In questa domenica nella quale il Vangelo ci interroga sulla vera identità di Gesù, eccoci trasportati, insieme con i discepoli, sulla strada che conduce verso i villaggi della regione di Cesarea di Filippo. «E voi, chi dite che io sia?» (Mc 8,29), chiede loro Gesù. Il momento scelto per porre loro questa domanda non è senza significato. Gesù si trova ad una svolta decisiva della propria esistenza. Sale verso Gerusalemme, verso il luogo dove si compirà, mediante la croce e la resurrezione, l’evento centrale della nostra salvezza. E’ ancora a Gerusalemme che, allo sfociare di tutti questi eventi, la Chiesa nascerà. E quando, in questo momento decisivo, Gesù chiede dapprima ai discepoli: «La gente, chi dice che io sia?» (Mc 8,27), le risposte che essi gli riferiscono sono diverse: Giovanni il Battista, Elia, un profeta! Ancora oggi, come lungo i secoli, quanti, nei modi più disparati, hanno trovato Gesù sulla loro strada danno le proprie risposte. Sono approcci che possono permettere di trovare la via della verità. Ma, senza essere necessariamente falsi, rimangono insufficienti, poiché non raggiungono il cuore dell’identità di Gesù. Soltanto chi accetta di seguirlo sulla sua via, di vivere in comunione con lui nella comunità dei discepoli, può averne una conoscenza autentica. E’ allora che Pietro, il quale da un certo tempo è vissuto con Gesù, offre la propria risposta: «Tu sei il Messia» (Mc 8,29). Risposta giusta, senza alcun dubbio, ma ancora insufficiente, poiché Gesù sente il bisogno di precisarla. Egli intravede che la gente potrebbe servirsi di questa risposta per dei disegni che non sono i suoi, per suscitare false speranze temporali su di lui. Non si lascia intrappolare nei soli attributi del liberatore umano che molti attendono.

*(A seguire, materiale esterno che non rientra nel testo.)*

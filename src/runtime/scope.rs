//! Lexical environment
//!
//! The environment is a stack of call frames. Frame 0 holds the globals;
//! every function call pushes a fresh frame holding its parameters and
//! locals. Inside a frame, blocks push scopes onto a scope stack:
//!
//! - a name declared in a block is removed again when the block closes
//! - a name that shadowed an outer binding has the outer binding restored
//!   unchanged when the block closes
//!
//! Whether a function frame can see the globals depends on the language
//! ([`GlobalAccess`]). Redeclaration and shadowing rules are enforced here so
//! both executors report the same errors.

use super::errors::RuntimeErrorKind;
use super::value::{FrozenValue, Value};
use rustc_hash::FxHashMap;
use std::collections::BTreeMap;

#[derive(Debug, Clone, Copy, PartialEq, Eq)]
pub enum GlobalAccess {
    /// Function bodies read and write globals (JavaScript).
    Visible,
    /// Function bodies only see their parameters and locals (JikiScript).
    Hidden,
}

#[derive(Debug, Clone)]
struct Binding {
    value: Value,
    is_const: bool,
}

#[derive(Debug, Clone, Default)]
struct ScopeData {
    shadowed: Vec<(String, Binding)>,
    declared: Vec<String>,
}

#[derive(Debug, Clone, Default)]
struct CallFrame {
    locals: FxHashMap<String, Binding>,
    scope_stack: Vec<ScopeData>,
}

impl CallFrame {
    /// True when `name` was declared by the innermost open scope.
    fn declared_in_current_scope(&self, name: &str) -> bool {
        match self.scope_stack.last() {
            Some(scope) => scope.declared.iter().any(|n| n == name),
            None => self.locals.contains_key(name),
        }
    }

    fn insert(&mut self, name: String, binding: Binding) {
        match self.scope_stack.last_mut() {
            Some(scope) => {
                if let Some(outer) = self.locals.insert(name.clone(), binding) {
                    scope.shadowed.push((name.clone(), outer));
                }
                scope.declared.push(name);
            }
            None => {
                self.locals.insert(name, binding);
            }
        }
    }

    fn push_scope(&mut self) {
        self.scope_stack.push(ScopeData::default());
    }

    fn pop_scope(&mut self) {
        if let Some(scope) = self.scope_stack.pop() {
            for name in scope.declared {
                self.locals.remove(&name);
            }
            for (name, binding) in scope.shadowed {
                self.locals.insert(name, binding);
            }
        }
    }
}

#[derive(Debug, Clone)]
pub struct Environment {
    frames: Vec<CallFrame>,
    global_access: GlobalAccess,
    allow_shadowing: bool,
}

impl Environment {
    pub fn new(global_access: GlobalAccess, allow_shadowing: bool) -> Self {
        Environment {
            frames: vec![CallFrame::default()],
            global_access,
            allow_shadowing,
        }
    }

    pub fn in_function(&self) -> bool {
        self.frames.len() > 1
    }

    pub fn call_depth(&self) -> usize {
        self.frames.len() - 1
    }

    pub fn push_scope(&mut self) {
        self.current_mut().push_scope();
    }

    pub fn pop_scope(&mut self) {
        self.current_mut().pop_scope();
    }

    /// Enter a function body with a fresh, empty frame.
    pub fn push_call(&mut self) {
        self.frames.push(CallFrame::default());
    }

    pub fn pop_call(&mut self) {
        if self.in_function() {
            self.frames.pop();
        }
    }

    fn current(&self) -> &CallFrame {
        // frame 0 is never popped
        &self.frames[self.frames.len() - 1]
    }

    fn current_mut(&mut self) -> &mut CallFrame {
        let last = self.frames.len() - 1;
        &mut self.frames[last]
    }

    fn globals(&self) -> &CallFrame {
        &self.frames[0]
    }

    fn globals_visible(&self) -> bool {
        !self.in_function() || self.global_access == GlobalAccess::Visible
    }

    pub fn declare(&mut self, name: &str, value: Value) -> Result<(), RuntimeErrorKind> {
        self.declare_binding(name, value, false)
    }

    pub fn declare_const(&mut self, name: &str, value: Value) -> Result<(), RuntimeErrorKind> {
        self.declare_binding(name, value, true)
    }

    fn declare_binding(
        &mut self,
        name: &str,
        value: Value,
        is_const: bool,
    ) -> Result<(), RuntimeErrorKind> {
        if self.current().declared_in_current_scope(name) {
            return Err(RuntimeErrorKind::VariableAlreadyDeclared {
                name: name.to_string(),
            });
        }

        let visible_outside = self.current().locals.contains_key(name)
            || (self.in_function() && self.globals_visible() && self.globals().locals.contains_key(name));
        if visible_outside && !self.allow_shadowing {
            return Err(RuntimeErrorKind::ShadowingDisabled {
                name: name.to_string(),
            });
        }

        self.current_mut()
            .insert(name.to_string(), Binding { value, is_const });
        Ok(())
    }

    fn lookup(&self, name: &str) -> Option<&Binding> {
        if let Some(binding) = self.current().locals.get(name) {
            return Some(binding);
        }
        if self.in_function() && self.globals_visible() {
            return self.globals().locals.get(name);
        }
        None
    }

    fn lookup_mut(&mut self, name: &str) -> Option<&mut Binding> {
        let visible = self.in_function() && self.globals_visible();
        let last = self.frames.len() - 1;
        if self.frames[last].locals.contains_key(name) {
            return self.frames[last].locals.get_mut(name);
        }
        if visible {
            return self.frames[0].locals.get_mut(name);
        }
        None
    }

    fn missing(&self, name: &str) -> RuntimeErrorKind {
        if self.in_function() && self.globals().locals.contains_key(name) {
            RuntimeErrorKind::VariableNotAccessibleInFunction {
                name: name.to_string(),
            }
        } else {
            RuntimeErrorKind::VariableNotDeclared {
                name: name.to_string(),
            }
        }
    }

    pub fn is_declared(&self, name: &str) -> bool {
        self.lookup(name).is_some()
    }

    /// Read a binding. Lists and dictionaries come back as aliases of the
    /// stored cell.
    pub fn get(&self, name: &str) -> Result<Value, RuntimeErrorKind> {
        match self.lookup(name) {
            Some(binding) => Ok(binding.value.clone()),
            None => Err(self.missing(name)),
        }
    }

    pub fn assign(&mut self, name: &str, value: Value) -> Result<(), RuntimeErrorKind> {
        match self.lookup_mut(name) {
            Some(binding) if binding.is_const => Err(RuntimeErrorKind::AssignmentToConstant {
                name: name.to_string(),
            }),
            Some(binding) => {
                binding.value = value;
                Ok(())
            }
            None => Err(self.missing(name)),
        }
    }

    /// Freeze every binding visible from the current position.
    pub fn snapshot(&self) -> BTreeMap<String, FrozenValue> {
        let mut variables = BTreeMap::new();
        if self.in_function() && self.globals_visible() {
            for (name, binding) in &self.globals().locals {
                variables.insert(name.clone(), binding.value.freeze());
            }
        }
        for (name, binding) in &self.current().locals {
            variables.insert(name.clone(), binding.value.freeze());
        }
        variables
    }
}

#[cfg(test)]
mod tests {
    use super::*;

    #[test]
    fn same_scope_redeclaration_is_rejected() {
        let mut env = Environment::new(GlobalAccess::Visible, true);
        env.declare("x", Value::Number(1.0)).unwrap();
        assert_eq!(
            env.declare("x", Value::Number(2.0)),
            Err(RuntimeErrorKind::VariableAlreadyDeclared { name: "x".into() })
        );
    }

    #[test]
    fn shadowing_in_block_is_gated() {
        let mut env = Environment::new(GlobalAccess::Visible, false);
        env.declare("x", Value::Number(5.0)).unwrap();
        env.push_scope();
        assert_eq!(
            env.declare("x", Value::Number(10.0)),
            Err(RuntimeErrorKind::ShadowingDisabled { name: "x".into() })
        );
    }

    #[test]
    fn shadowed_binding_is_restored_on_block_exit() {
        let mut env = Environment::new(GlobalAccess::Visible, true);
        env.declare("x", Value::Number(5.0)).unwrap();
        env.push_scope();
        env.declare("x", Value::Number(10.0)).unwrap();
        env.declare("y", Value::Number(1.0)).unwrap();
        assert_eq!(env.get("x").unwrap().as_number(), Some(10.0));
        env.pop_scope();
        assert_eq!(env.get("x").unwrap().as_number(), Some(5.0));
        assert!(!env.is_declared("y"));
    }

    #[test]
    fn hidden_globals_are_reported_inside_functions() {
        let mut env = Environment::new(GlobalAccess::Hidden, false);
        env.declare("count", Value::Number(1.0)).unwrap();
        env.push_call();
        assert_eq!(
            env.get("count").unwrap_err(),
            RuntimeErrorKind::VariableNotAccessibleInFunction {
                name: "count".into()
            }
        );
        // a local of the same name is allowed since the global is invisible
        env.declare("count", Value::Number(2.0)).unwrap();
        env.pop_call();
        assert_eq!(env.get("count").unwrap().as_number(), Some(1.0));
    }

    #[test]
    fn constants_reject_assignment() {
        let mut env = Environment::new(GlobalAccess::Visible, false);
        env.declare_const("limit", Value::Number(3.0)).unwrap();
        assert_eq!(
            env.assign("limit", Value::Number(4.0)),
            Err(RuntimeErrorKind::AssignmentToConstant {
                name: "limit".into()
            })
        );
    }

    #[test]
    fn snapshot_includes_visible_globals() {
        let mut env = Environment::new(GlobalAccess::Visible, false);
        env.declare("g", Value::Number(1.0)).unwrap();
        env.push_call();
        env.declare("a", Value::Number(2.0)).unwrap();
        let names: Vec<_> = env.snapshot().into_keys().collect();
        assert_eq!(names, vec!["a".to_string(), "g".to_string()]);
    }
}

Annunciando ai suoi discepoli che dovrà soffrire, essere messo a morte prima di risuscitare, Gesù vuol far loro comprendere chi Egli è in verità. Un Messia sofferente, un Messia servo, e non un liberatore politico onnipotente. E’ il Servo obbediente alla volontà del Padre suo fino a perdere la propria vita. E’ ciò che annunciava già il profeta Isaia nella prima lettura. Così Gesù va contro quanto molti si aspettavano da lui. La sua affermazione è shoccante e sconcertante. E si sente la contestazione di Pietro, che lo rimprovera, rifiutando per il suo Maestro la sofferenza e la morte! Gesù è severo verso di lui, e fa capire che chi vuol essere suo discepolo deve accettare di essere servo, come Lui si è fatto Servo.
Porsi alla sequela di Gesù significa prendere la propria croce per accompagnarlo nel suo cammino, un cammino scomodo che non è quello del potere o della gloria terrena, ma quello che conduce necessariamente a rinunciare a se stessi, a perdere la propria vita per Cristo e il Vangelo, al fine di salvarla. Poiché siamo certi che questa via conduce alla risurrezione, alla vita vera e definitiva con Dio. Decidere di accompagnare Gesù Cristo che si è fatto il Servo di tutti esige un’intimità sempre più grande con Lui, ponendosi all’ascolto attento della sua Parola per attingervi l’ispirazione del nostro agire.